The plan of the house is pretty simple and includes about 1200sf of main floor space with another 600sf or so in loft above. The family uses the house as a winter gathering point during holidays and such, so lots of kitchen and ample living room was pretty much a given. This cabin is replacing a much older cabin which used to occupy the same site until it sadly burned down in a forest fire a short time ago. Like that original cabin, this one has a single bedroom and also lots of loft sleeping space for kids and guests. Unlike that original cabin - this one utilizes very sophisticated construction technology to create a warm, airtight interior environment. 

Interior View showing Kitchen Island and wood finishes

Here you can see a proposal for some of the interior finishes and organization. The kitchen is embedded in a thick 'core' which supports the loft above and contains a large bathroom inside. The Island spills out into the living space and will have (we hope) concrete countertops that we'll be making on-site, as well as Walnut cabinets to contrast with the White-Pine wall and ceiling cladding. We're trying to find something a little smoother and tighter than the traditional 'knotty-pine', but still playing with that aesthetic and material that the clients enjoy so much. Dark metal fixtures and railings will add some texture and a finner-grain than the thick wood walls and core.

The main house shape and organization is driven by many (sometimes competing) desires and ideas. First is the client's memories of the original cabin and their fondness for many of the lost elements; things like large gable windows, a high level of transparency from lots of windows, and a warm wood feeling throughout. 
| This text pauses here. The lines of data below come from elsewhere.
//! HTTP implementation of the question-answering client.
//!
//! Speaks the service's `/ask` endpoint: one POST with a JSON body
//! `{"question": ...}`, one JSON response with `answer` and `sources`.

use std::time::Duration;

use askline_core::{AppError, AppResult};

use crate::client::QaClient;
use crate::types::{Answer, AskRequest};

/// HTTP client for the question-answering service.
pub struct HttpQaClient {
    /// Base URL of the service
    base_url: String,

    /// HTTP client
    client: reqwest::Client,
}

impl HttpQaClient {
    /// Create a client for the given base URL with no request timeout.
    ///
    /// Without a timeout a request may suspend indefinitely if the
    /// service never settles; pass a timeout via `with_timeout` to bound
    /// the wait.
    pub fn new(base_url: impl Into<String>) -> AppResult<Self> {
        Self::build(base_url, None)
    }

    /// Create a client with a request timeout in seconds.
    pub fn with_timeout(base_url: impl Into<String>, timeout_secs: u64) -> AppResult<Self> {
        Self::build(base_url, Some(timeout_secs))
    }

    fn build(base_url: impl Into<String>, timeout_secs: Option<u64>) -> AppResult<Self> {
        let mut builder = reqwest::Client::builder();

        if let Some(secs) = timeout_secs {
            builder = builder.timeout(Duration::from_secs(secs));
        }

        let client = builder
            .build()
            .map_err(|e| AppError::Service(format!("Failed to build HTTP client: {}", e)))?;

        Ok(Self {
            base_url: base_url.into(),
            client,
        })
    }

    /// The service base URL this client targets.
    pub fn base_url(&self) -> &str {
        &self.base_url
    }

    fn ask_url(&self) -> String {
        format!("{}/ask", self.base_url.trim_end_matches('/'))
    }
}

#[async_trait::async_trait]
impl QaClient for HttpQaClient {
    async fn ask(&self, request: &AskRequest) -> AppResult<Answer> {
        let url = self.ask_url();
        tracing::info!("Submitting question to {}", url);
        tracing::debug!("Request: {:?}", request);

        // .json() sets Content-Type: application/json
        let response = self
            .client
            .post(&url)
            .json(request)
            .send()
            .await
            .map_err(|e| AppError::Service(format!("Failed to reach service: {}", e)))?;

        if !response.status().is_success() {
            let status = response.status();
            let error_text = response
                .text()
                .await
                .unwrap_or_else(|_| "Unknown error".to_string());
            return Err(AppError::Service(format!(
                "Service error ({}): {}",
                status, error_text
            )));
        }

        let answer: Answer = response
            .json()
            .await
            .map_err(|e| AppError::Serialization(format!("Failed to parse answer: {}", e)))?;

        tracing::info!("Received answer with {} sources", answer.sources.len());
        tracing::debug!("Answer: {:?}", answer);

        Ok(answer)
    }
}

#[cfg(test)]
mod tests {
    use super::*;

    #[test]
    fn test_ask_url_joins_path() {
        let client = HttpQaClient::new("http://localhost:8000").unwrap();
        assert_eq!(client.ask_url(), "http://localhost:8000/ask");
    }

    #[test]
    fn test_ask_url_strips_trailing_slash() {
        let client = HttpQaClient::new("http://localhost:8000/").unwrap();
        assert_eq!(client.ask_url(), "http://localhost:8000/ask");
    }
}
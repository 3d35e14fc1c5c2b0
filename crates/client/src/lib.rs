//! Question-answering service client for askline.
//!
//! This crate defines the wire contract with the backend and two client
//! implementations behind a shared trait:
//! - **HttpQaClient**: the real transport over HTTP
//! - **MockQaClient**: a recording mock for tests and offline development
//!
//! # Example
//! ```no_run
//! use askline_client::{AskRequest, HttpQaClient, QaClient};
//!
//! # async fn example() -> Result<(), Box<dyn std::error::Error>> {
//! let client = HttpQaClient::new("http://localhost:8000")?;
//! let answer = client.ask(&AskRequest::new("What is ownership?")).await?;
//! println!("{}", answer.answer);
//! # Ok(())
//! # }
//! ```

pub mod client;
pub mod http;
pub mod mock;
pub mod types;

// Re-export main types
pub use client::QaClient;
pub use http::HttpQaClient;
pub use mock::MockQaClient;
pub use types::{Answer, AskRequest};
//! Askline Core Library
//!
//! This crate provides the foundational utilities for askline:
//! - Error handling (`AppError`, `AppResult`)
//! - Logging infrastructure
//! - Configuration management

pub mod config;
pub mod error;
pub mod logging;

// Re-export commonly used types
pub use config::AppConfig;
pub use error::{AppError, AppResult};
This region features many log-homes built in a slightly different style than the traditional linkin-log we're familiar with. These vertical log cabins use logs held together standing up to form the main house envelope, with the logs often cut flat on one side to create the interior finish. The log-cabin is, of course, a very labor intensive building type, and simple forms lend themselves to this technique both because it saves labor, but also because in the cold winters a compact shape is much easier to heat than a large, rambling home. 

For this project, a simple gable form was oriented to maximize lake views to the north, while also providing views of a nearby bay to the south and east, and of course allowing for lots of passive solar heating.

Once the main house shape was established and the interior organization was mostly figured out, we slightly 'tweaked' it to better conform to the site and shield the interior spaces from a nearby neighbor to increase privacy. This also better oriented the 'face' of the house (the gable end) towards where you will drive onto the site, giving you a great view of the big windows and covered entry.

Finally, the 'mass' of the house was 'carved' into to create covered entry and porch spaces. This 'removal' of chunks of the house is expressed through material changes at these areas, the dark siding becoming a light yellow color and some of the columns bursting through the envelope to expose themselves. On the south side, a large deck was added which will get lots of use during the summer months. 

The coming week will see us starting on the main floor framing and then moving on upwards from there. So lots more pics to come soon.